> [Assigned task]:
Only the lines that hold the word "impl" are wanted from this listing.

> [Excerpted records]:
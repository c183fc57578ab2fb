//! Time-limited cache for an open warehouse session.

use std::sync::{Mutex, PoisonError};
use std::time::{Duration, Instant};

use tracing::debug;

struct Cached<T> {
    value: T,
    opened_at: Instant,
}

/// Holds one session handle and reopens it once it is older than `ttl`.
pub struct SessionCache<T> {
    ttl: Duration,
    slot: Mutex<Option<Cached<T>>>,
}

impl<T: Clone> SessionCache<T> {
    pub fn new(ttl: Duration) -> Self {
        Self {
            ttl,
            slot: Mutex::new(None),
        }
    }

    /// Return the cached handle, opening a new one when absent or expired.
    pub fn get_or_try_open<E>(&self, open: impl FnOnce() -> Result<T, E>) -> Result<T, E> {
        let mut slot = self.slot.lock().unwrap_or_else(PoisonError::into_inner);
        if let Some(cached) = slot.as_ref() {
            if cached.opened_at.elapsed() < self.ttl {
                return Ok(cached.value.clone());
            }
            debug!(age = ?cached.opened_at.elapsed(), "session expired, reopening");
        }
        let value = open()?;
        *slot = Some(Cached {
            value: value.clone(),
            opened_at: Instant::now(),
        });
        Ok(value)
    }

    /// Drop the cached handle so the next call reopens.
    pub fn invalidate(&self) {
        *self.slot.lock().unwrap_or_else(PoisonError::into_inner) = None;
    }

    /// Age of the cached handle, if one is open.
    pub fn age(&self) -> Option<Duration> {
        self.slot
            .lock()
            .unwrap_or_else(PoisonError::into_inner)
            .as_ref()
            .map(|cached| cached.opened_at.elapsed())
    }
}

> [Written response]:
impl<T: Clone> SessionCache<T> {
    pub fn get_or_try_open<E>(&self, open: impl FnOnce() -> Result<T, E>) -> Result<T, E> {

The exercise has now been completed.